CMStatistics 2017: Start Registration
View Submission - CMStatistics
Title: ScAMP: Scalable automated metagenomics pipeline Authors:  Lesley Hoyles - Imperial College London (United Kingdom)
James Abbott - Imperial College London (United Kingdom)
Elaine Holmes - Imperial College London (United Kingdom)
Jeremy Nicholson - Imperial College London (United Kingdom)
Marc-Emmanuel Dumas - Imperial College London (United Kingdom)
Sarah Butcher - Imperial College London (United Kingdom)
Ekaterina Smirnova - Virginia Commonwealth University (United States) [presenting]

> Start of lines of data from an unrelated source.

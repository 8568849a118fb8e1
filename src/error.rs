use crate::validate::GraphIssue;

#[derive(Debug, thiserror::Error)]
pub enum Error {
    #[error("invalid graph JSON: {0}")]
    Json(#[from] serde_json::Error),

    #[error("invalid config file: {0}")]
    Config(#[from] json5::Error),

    #[error(transparent)]
    Io(#[from] std::io::Error),

    #[error("invalid chart dimensions {width}x{height}: both sides must be finite and positive")]
    InvalidDimensions { width: f64, height: f64 },

    #[error("graph failed validation:\n{}", format_issues(.0))]
    InvalidGraph(Vec<GraphIssue>),
}

pub type Result<T, E = Error> = std::result::Result<T, E>;

fn format_issues(issues: &[GraphIssue]) -> String {
    issues
        .iter()
        .map(|issue| format!("  - {issue}"))
        .collect::<Vec<_>>()
        .join("\n")
}
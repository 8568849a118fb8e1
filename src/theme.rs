use serde::{Deserialize, Serialize};

#[derive(Debug, Clone, Serialize, Deserialize)]
pub struct Theme {
    pub font_family: String,
    pub font_size: f64,
    pub text_color: String,
    pub node_stroke: String,
    pub node_stroke_width: f64,
    pub background: String,
}

impl Theme {
    pub fn classic() -> Self {
        Self {
            font_family: "\"trebuchet ms\", verdana, arial, sans-serif".to_string(),
            font_size: 14.0,
            text_color: "#333333".to_string(),
            node_stroke: "#333333".to_string(),
            node_stroke_width: 0.5,
            background: "#FFFFFF".to_string(),
        }
    }

    pub fn modern() -> Self {
        Self {
            font_family: "Inter, Segoe UI, system-ui, -apple-system, sans-serif".to_string(),
            font_size: 12.0,
            text_color: "#1C2430".to_string(),
            node_stroke: "none".to_string(),
            node_stroke_width: 0.0,
            background: "#FFFFFF".to_string(),
        }
    }

    /// Rough label width without font metrics.
    pub fn estimate_text_width(&self, text: &str) -> f64 {
        text.chars().count() as f64 * self.font_size * 0.6
    }
}

impl Default for Theme {
    fn default() -> Self {
        Self::modern()
    }
}
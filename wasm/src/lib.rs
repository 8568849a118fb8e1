use sankey_layout::config::{RenderConfig, SankeyConfig};
use sankey_layout::layout::{Dimensions, SankeyLayout, compute_layout};
use sankey_layout::layout_dump::LayoutDump;
use sankey_layout::{Theme, parse_graph, render_svg, validate};
use serde::{Deserialize, Serialize};
use wasm_bindgen::prelude::*;

/// Options accepted from the host page. Missing fields fall back to defaults.
#[derive(Debug, Default, Deserialize)]
#[serde(rename_all = "camelCase")]
struct LayoutOptions {
    sankey: Option<SankeyConfig>,
    render: Option<RenderConfig>,
    theme: Option<String>,
}

#[derive(Debug, Serialize)]
#[serde(rename_all = "camelCase")]
struct ValidationReport {
    valid: bool,
    errors: Vec<String>,
    warnings: Vec<String>,
}

fn parse_options(options_json: Option<String>) -> Result<LayoutOptions, String> {
    match options_json {
        Some(raw) => serde_json::from_str(&raw).map_err(|error| error.to_string()),
        None => Ok(LayoutOptions::default()),
    }
}

fn layout_from_json(
    graph_json: &str,
    width: f64,
    height: f64,
    sankey: &SankeyConfig,
) -> Result<(SankeyLayout, Vec<String>), String> {
    let raw = parse_graph(graph_json).map_err(|error| error.to_string())?;
    let validation = validate(&raw);
    let warnings = validation.warning_messages();
    let graph = validation.into_graph().map_err(|error| error.to_string())?;
    let dims = Dimensions::new(width, height).map_err(|error| error.to_string())?;
    Ok((compute_layout(&graph, dims, sankey), warnings))
}

fn validate_report(graph_json: &str) -> Result<String, String> {
    let raw = parse_graph(graph_json).map_err(|error| error.to_string())?;
    let validation = validate(&raw);
    let report = ValidationReport {
        valid: validation.valid,
        errors: validation.error_messages(),
        warnings: validation.warning_messages(),
    };
    serde_json::to_string(&report).map_err(|error| error.to_string())
}

fn layout_json(
    graph_json: &str,
    width: f64,
    height: f64,
    options: LayoutOptions,
) -> Result<String, String> {
    let sankey = options.sankey.unwrap_or_default();
    let (layout, _) = layout_from_json(graph_json, width, height, &sankey)?;
    let dump = LayoutDump::from_layout(&layout, None);
    serde_json::to_string(&dump).map_err(|error| error.to_string())
}

fn svg(graph_json: &str, options: LayoutOptions) -> Result<String, String> {
    let render = options.render.unwrap_or_default();
    let sankey = options.sankey.unwrap_or_default();
    let theme = match options.theme.as_deref() {
        Some("classic") => Theme::classic(),
        _ => Theme::modern(),
    };
    let (width, height) = render.content_size();
    let (layout, _) = layout_from_json(graph_json, width, height, &sankey)?;
    Ok(render_svg(&layout, &theme, &render))
}

/// Returns `{ valid, errors, warnings }` as JSON.
#[wasm_bindgen(js_name = validateGraph)]
pub fn validate_graph(graph_json: &str) -> Result<String, JsValue> {
    validate_report(graph_json).map_err(|error| JsValue::from_str(&error))
}

/// Returns the processed nodes and links for a `width` x `height` content area.
#[wasm_bindgen(js_name = computeLayout)]
pub fn compute_layout_json(
    graph_json: &str,
    width: f64,
    height: f64,
    options_json: Option<String>,
) -> Result<String, JsValue> {
    let options = parse_options(options_json).map_err(|error| JsValue::from_str(&error))?;
    layout_json(graph_json, width, height, options).map_err(|error| JsValue::from_str(&error))
}

#[wasm_bindgen(js_name = renderSvg)]
pub fn render_sankey_svg(graph_json: &str, options_json: Option<String>) -> Result<String, JsValue> {
    let options = parse_options(options_json).map_err(|error| JsValue::from_str(&error))?;
    svg(graph_json, options).map_err(|error| JsValue::from_str(&error))
}
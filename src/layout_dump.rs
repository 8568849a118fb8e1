use crate::layout::SankeyLayout;
use crate::validate::Validation;
use serde::Serialize;
use std::fs::File;
use std::io::{BufWriter, Write};
use std::path::Path;

/// Serializable snapshot of a layout, with node/link references spelled as
/// ids so the dump stands alone.
#[derive(Debug, Serialize)]
#[serde(rename_all = "camelCase")]
pub struct LayoutDump {
    pub width: f64,
    pub height: f64,
    pub node_width: f64,
    pub max_level: usize,
    pub cyclic: bool,
    pub warnings: Vec<String>,
    pub nodes: Vec<NodeDump>,
    pub links: Vec<LinkDump>,
}

#[derive(Debug, Serialize)]
#[serde(rename_all = "camelCase")]
pub struct NodeDump {
    pub id: String,
    pub name: String,
    pub index: usize,
    pub level: usize,
    pub value: f64,
    pub x: f64,
    pub y: f64,
    pub width: f64,
    pub height: f64,
    pub color: String,
    #[serde(skip_serializing_if = "Option::is_none")]
    pub category: Option<String>,
    pub source_links: Vec<usize>,
    pub target_links: Vec<usize>,
}

#[derive(Debug, Serialize)]
#[serde(rename_all = "camelCase")]
pub struct LinkDump {
    pub index: usize,
    pub source: String,
    pub target: String,
    pub value: f64,
    pub sy0: f64,
    pub sy1: f64,
    pub ty0: f64,
    pub ty1: f64,
    pub width: f64,
    pub path: String,
    pub color: String,
    #[serde(skip_serializing_if = "Option::is_none")]
    pub gradient: Option<[String; 2]>,
}

impl LayoutDump {
    pub fn from_layout(layout: &SankeyLayout, validation: Option<&Validation>) -> Self {
        let nodes = layout
            .nodes
            .iter()
            .map(|node| NodeDump {
                id: node.id.clone(),
                name: node.name.clone(),
                index: node.index,
                level: node.level,
                value: node.value,
                x: node.x,
                y: node.y,
                width: node.width,
                height: node.height,
                color: node.color.clone(),
                category: node.category.clone(),
                source_links: node.source_links.clone(),
                target_links: node.target_links.clone(),
            })
            .collect();
        let links = layout
            .links
            .iter()
            .map(|link| LinkDump {
                index: link.index,
                source: layout.link_source(link).id.clone(),
                target: layout.link_target(link).id.clone(),
                value: link.value,
                sy0: link.sy0,
                sy1: link.sy1,
                ty0: link.ty0,
                ty1: link.ty1,
                width: link.width,
                path: link.path.clone(),
                color: link.color.clone(),
                gradient: link
                    .gradient
                    .as_ref()
                    .map(|(start, end)| [start.clone(), end.clone()]),
            })
            .collect();
        Self {
            width: layout.width,
            height: layout.height,
            node_width: layout.node_width,
            max_level: layout.max_level,
            cyclic: layout.cyclic,
            warnings: validation
                .map(Validation::warning_messages)
                .unwrap_or_default(),
            nodes,
            links,
        }
    }
}

pub fn write_layout_dump(path: Option<&Path>, dump: &LayoutDump) -> anyhow::Result<()> {
    match path {
        Some(path) => {
            let file = File::create(path)?;
            let mut writer = BufWriter::new(file);
            serde_json::to_writer_pretty(&mut writer, dump)?;
            writer.flush()?;
        }
        None => {
            let stdout = std::io::stdout();
            let mut writer = stdout.lock();
            serde_json::to_writer_pretty(&mut writer, dump)?;
            writeln!(writer)?;
        }
    }
    Ok(())
}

Abstract: An in-house pipeline was developed for the processing and analyses of sequence data generated from human microbiome studies. Quality analysis, trimming and filtering of sequence data allow reads associated with samples to be binned according to whether they represent human, prokaryotic, viral, parasite, fungal or plant DNA. Non-prokaryotic DNA can be assigned to species level on a presence/absence basis, allowing - for example - identification of dietary intake of plant-based foodstuffs and their derivatives. Prokaryotic DNA is subject to taxonomic analyses using MetaPhlAn2. After de novo assembly of sequence reads and gene prediction, a non-redundant catalogue of genes is built. From this catalogue, gene abundance and metagenomic species can be determined after normalization of data, as can microbial gene richness. Functional annotation of genes is achieved by mapping against KEGG proteins, InterProScan and CAZy. The pipeline was validated using previous data. Outputs from the pipeline allow development of tools for the integration of metagenomic and metabonomic data, moving metagenomic studies beyond determination of microbial gene richness and representation towards microbial-metabolite mapping.